→ Collected data entries

-------

// src/cache/role_cache.rs

use chrono::Duration;
use std::{
    collections::HashMap,
    sync::{
        atomic::{AtomicU64, Ordering},
        Arc, Mutex, MutexGuard,
    },
};
use uuid::Uuid;

use crate::{
    cache::{clock::Clock, session_cache::SessionCache, single_flight::SingleFlight, ttl::TtlCache},
    models::access::RoleInfo,
};

/// Marca tirada no início de uma resolução, antes mesmo de saber qual é
/// o usuário da sessão. Se o usuário (ou o cache inteiro) for invalidado
/// depois dela, o resultado não volta para o cache.
#[derive(Debug, Clone, Copy, PartialEq, Eq, PartialOrd, Ord)]
pub struct Ticket(u64);

/// Os dois níveis de cache de papel (memória e sessão) e o registro de
/// resoluções em andamento. Uma instância por processo, dona de tudo que
/// diz respeito a papel em cache.
pub struct RoleCache {
    memory: TtlCache<Uuid, RoleInfo>,
    session: SessionCache,
    session_ttl_minutes: i64,
    sequence: AtomicU64,
    invalidations: Mutex<Invalidations>,
    flights: SingleFlight<Uuid, RoleInfo>,
}

/// Sequência da última invalidação, por usuário e do cache inteiro.
#[derive(Default)]
struct Invalidations {
    users: HashMap<Uuid, u64>,
    cleared: u64,
}

impl Invalidations {
    fn since(&self, user_id: Uuid, ticket: Ticket) -> bool {
        let user = self.users.get(&user_id).copied().unwrap_or(0);
        self.cleared > ticket.0 || user > ticket.0
    }
}

pub fn session_key(user_id: Uuid) -> String {
    format!("user_role:{}", user_id)
}

impl RoleCache {
    pub fn new(
        memory_ttl: Duration,
        session_ttl_minutes: i64,
        session: SessionCache,
        clock: Arc<dyn Clock>,
    ) -> Self {
        Self {
            memory: TtlCache::new(memory_ttl, clock),
            session,
            session_ttl_minutes,
            sequence: AtomicU64::new(0),
            invalidations: Mutex::new(Invalidations::default()),
            flights: SingleFlight::new(),
        }
    }

    fn invalidations(&self) -> MutexGuard<'_, Invalidations> {
        self.invalidations.lock().unwrap_or_else(|p| p.into_inner())
    }

    /// Próximo número da sequência. Chamado com o lock das invalidações.
    fn bump(&self) -> u64 {
        self.sequence.fetch_add(1, Ordering::SeqCst) + 1
    }

    pub fn flights(&self) -> &SingleFlight<Uuid, RoleInfo> {
        &self.flights
    }

    /// Memória primeiro, depois sessão. Um acerto na sessão repovoa a memória.
    pub fn get(&self, user_id: Uuid) -> Option<RoleInfo> {
        if let Some(info) = self.memory.get(&user_id) {
            tracing::debug!("[ROLE] Cache em memória para {}", user_id);
            return Some(info);
        }

        let info: RoleInfo = self.session.get(&session_key(user_id))?;
        // O valor gravado precisa ser do próprio usuário.
        if info.user_id != Some(user_id) {
            self.session.remove(&session_key(user_id));
            return None;
        }
        tracing::debug!("[ROLE] Cache de sessão para {}", user_id);
        self.memory.insert(user_id, info.clone());
        Some(info)
    }

    pub fn ticket(&self) -> Ticket {
        Ticket(self.sequence.load(Ordering::SeqCst))
    }

    /// Grava nos dois níveis se ninguém invalidou o usuário desde `ticket`.
    pub fn store_if_current(&self, user_id: Uuid, ticket: Ticket, info: &RoleInfo) -> bool {
        // Segura o lock para que um `invalidate` concorrente não caia entre
        // a checagem e a gravação.
        let invalidations = self.invalidations();
        if invalidations.since(user_id, ticket) {
            tracing::debug!("[ROLE] Resolução de {} descartada: cache invalidado", user_id);
            return false;
        }

        self.memory.insert(user_id, info.clone());
        self.session
            .set(&session_key(user_id), info, self.session_ttl_minutes);
        true
    }

    /// Esquece tudo sobre o usuário: os dois níveis e a resolução em andamento.
    pub fn invalidate(&self, user_id: Uuid) {
        let mut invalidations = self.invalidations();
        let seq = self.bump();
        invalidations.users.insert(user_id, seq);
        self.memory.invalidate(&user_id);
        self.session.remove(&session_key(user_id));
        self.flights.forget(&user_id);
        tracing::debug!("[ROLE] Cache invalidado para {}", user_id);
    }

    pub fn clear(&self) {
        let mut invalidations = self.invalidations();
        let seq = self.bump();
        invalidations.cleared = seq;
        invalidations.users.clear();
        self.memory.clear();
        self.session.clear();
        self.flights.forget_all();
    }
}

#[cfg(test)]
mod tests {
    use super::*;
    use crate::cache::{clock::ManualClock, session_cache::MemoryStorage};

    fn cache(clock: Arc<ManualClock>) -> RoleCache {
        let session = SessionCache::new(Arc::new(MemoryStorage::default()), clock.clone());
        RoleCache::new(Duration::minutes(10), 15, session, clock)
    }

    fn info(user_id: Uuid) -> RoleInfo {
        RoleInfo::without_role(user_id, "a@b.com".into())
    }

    #[test]
    fn session_tier_outlives_memory_tier() {
        let clock = Arc::new(ManualClock::default());
        let cache = cache(clock.clone());
        let user = Uuid::new_v4();

        assert!(cache.store_if_current(user, cache.ticket(), &info(user)));
        clock.advance(Duration::minutes(12));
        // Acerto na sessão repovoa a memória por mais 10 minutos.
        assert!(cache.get(user).is_some());

        clock.advance(Duration::minutes(11));
        assert!(cache.get(user).is_none());
    }

    #[test]
    fn invalidation_rejects_stale_ticket() {
        let cache = cache(Arc::new(ManualClock::default()));
        let user = Uuid::new_v4();

        let ticket = cache.ticket();
        cache.invalidate(user);
        assert!(!cache.store_if_current(user, ticket, &info(user)));
        assert!(cache.get(user).is_none());

        let ticket = cache.ticket();
        cache.clear();
        assert!(!cache.store_if_current(user, ticket, &info(user)));
    }

    #[test]
    fn other_users_invalidation_keeps_ticket_valid() {
        let cache = cache(Arc::new(ManualClock::default()));
        let user = Uuid::new_v4();

        cache.invalidate(user);
        let ticket = cache.ticket();
        cache.invalidate(Uuid::new_v4());
        assert!(cache.store_if_current(user, ticket, &info(user)));
        assert!(cache.get(user).is_some());
    }
}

-------

Would you output every record above exactly as it stands?

// src/cache/role_cache.rs

use chrono::Duration;
use std::{
    collections::HashMap,
    sync::{
        atomic::{AtomicU64, Ordering},
        Arc, Mutex, MutexGuard,
    },
};
use uuid::Uuid;

use crate::{
    cache::{clock::Clock, session_cache::SessionCache, single_flight::SingleFlight, ttl::TtlCache},
    models::access::RoleInfo,
};

/// Marca tirada no início de uma resolução, antes mesmo de saber qual é
/// o usuário da sessão. Se o usuário (ou o cache inteiro) for invalidado
/// depois dela, o resultado não volta para o cache.
#[derive(Debug, Clone, Copy, PartialEq, Eq, PartialOrd, Ord)]
pub struct Ticket(u64);

/// Os dois níveis de cache de papel (memória e sessão) e o registro de
/// resoluções em andamento. Uma instância por processo, dona de tudo que
/// diz respeito a papel em cache.
pub struct RoleCache {
    memory: TtlCache<Uuid, RoleInfo>,
    session: SessionCache,
    session_ttl_minutes: i64,
    sequence: AtomicU64,
    invalidations: Mutex<Invalidations>,
    flights: SingleFlight<Uuid, RoleInfo>,
}

/// Sequência da última invalidação, por usuário e do cache inteiro.
#[derive(Default)]
struct Invalidations {
    users: HashMap<Uuid, u64>,
    cleared: u64,
}

impl Invalidations {
    fn since(&self, user_id: Uuid, ticket: Ticket) -> bool {
        let user = self.users.get(&user_id).copied().unwrap_or(0);
        self.cleared > ticket.0 || user > ticket.0
    }
}

pub fn session_key(user_id: Uuid) -> String {
    format!("user_role:{}", user_id)
}

impl RoleCache {
    pub fn new(
        memory_ttl: Duration,
        session_ttl_minutes: i64,
        session: SessionCache,
        clock: Arc<dyn Clock>,
    ) -> Self {
        Self {
            memory: TtlCache::new(memory_ttl, clock),
            session,
            session_ttl_minutes,
            sequence: AtomicU64::new(0),
            invalidations: Mutex::new(Invalidations::default()),
            flights: SingleFlight::new(),
        }
    }

    fn invalidations(&self) -> MutexGuard<'_, Invalidations> {
        self.invalidations.lock().unwrap_or_else(|p| p.into_inner())
    }

    /// Próximo número da sequência. Chamado com o lock das invalidações.
    fn bump(&self) -> u64 {
        self.sequence.fetch_add(1, Ordering::SeqCst) + 1
    }

    pub fn flights(&self) -> &SingleFlight<Uuid, RoleInfo> {
        &self.flights
    }

    /// Memória primeiro, depois sessão. Um acerto na sessão repovoa a memória.
    pub fn get(&self, user_id: Uuid) -> Option<RoleInfo> {
        if let Some(info) = self.memory.get(&user_id) {
            tracing::debug!("[ROLE] Cache em memória para {}", user_id);
            return Some(info);
        }

        let info: RoleInfo = self.session.get(&session_key(user_id))?;
        // O valor gravado precisa ser do próprio usuário.
        if info.user_id != Some(user_id) {
            self.session.remove(&session_key(user_id));
            return None;
        }
        tracing::debug!("[ROLE] Cache de sessão para {}", user_id);
        self.memory.insert(user_id, info.clone());
        Some(info)
    }

    pub fn ticket(&self) -> Ticket {
        Ticket(self.sequence.load(Ordering::SeqCst))
    }

    /// Grava nos dois níveis se ninguém invalidou o usuário desde `ticket`.
    pub fn store_if_current(&self, user_id: Uuid, ticket: Ticket, info: &RoleInfo) -> bool {
        // Segura o lock para que um `invalidate` concorrente não caia entre
        // a checagem e a gravação.
        let invalidations = self.invalidations();
        if invalidations.since(user_id, ticket) {
            tracing::debug!("[ROLE] Resolução de {} descartada: cache invalidado", user_id);
            return false;
        }

        self.memory.insert(user_id, info.clone());
        self.session
            .set(&session_key(user_id), info, self.session_ttl_minutes);
        true
    }

    /// Esquece tudo sobre o usuário: os dois níveis e a resolução em andamento.
    pub fn invalidate(&self, user_id: Uuid) {
        let mut invalidations = self.invalidations();
        let seq = self.bump();
        invalidations.users.insert(user_id, seq);
        self.memory.invalidate(&user_id);
        self.session.remove(&session_key(user_id));
        self.flights.forget(&user_id);
        tracing::debug!("[ROLE] Cache invalidado para {}", user_id);
    }

    pub fn clear(&self) {
        let mut invalidations = self.invalidations();
        let seq = self.bump();
        invalidations.cleared = seq;
        invalidations.users.clear();
        self.memory.clear();
        self.session.clear();
        self.flights.forget_all();
    }
}

#[cfg(test)]
mod tests {
    use super::*;
    use crate::cache::{clock::ManualClock, session_cache::MemoryStorage};

    fn cache(clock: Arc<ManualClock>) -> RoleCache {
        let session = SessionCache::new(Arc::new(MemoryStorage::default()), clock.clone());
        RoleCache::new(Duration::minutes(10), 15, session, clock)
    }

    fn info(user_id: Uuid) -> RoleInfo {
        RoleInfo::without_role(user_id, "a@b.com".into())
    }

    #[test]
    fn session_tier_outlives_memory_tier() {
        let clock = Arc::new(ManualClock::default());
        let cache = cache(clock.clone());
        let user = Uuid::new_v4();

        assert!(cache.store_if_current(user, cache.ticket(), &info(user)));
        clock.advance(Duration::minutes(12));
        // Acerto na sessão repovoa a memória por mais 10 minutos.
        assert!(cache.get(user).is_some());

        clock.advance(Duration::minutes(11));
        assert!(cache.get(user).is_none());
    }

    #[test]
    fn invalidation_rejects_stale_ticket() {
        let cache = cache(Arc::new(ManualClock::default()));
        let user = Uuid::new_v4();

        let ticket = cache.ticket();
        cache.invalidate(user);
        assert!(!cache.store_if_current(user, ticket, &info(user)));
        assert!(cache.get(user).is_none());

        let ticket = cache.ticket();
        cache.clear();
        assert!(!cache.store_if_current(user, ticket, &info(user)));
    }

    #[test]
    fn other_users_invalidation_keeps_ticket_valid() {
        let cache = cache(Arc::new(ManualClock::default()));
        let user = Uuid::new_v4();

        cache.invalidate(user);
        let ticket = cache.ticket();
        cache.invalidate(Uuid::new_v4());
        assert!(cache.store_if_current(user, ticket, &info(user)));
        assert!(cache.get(user).is_some());
    }
}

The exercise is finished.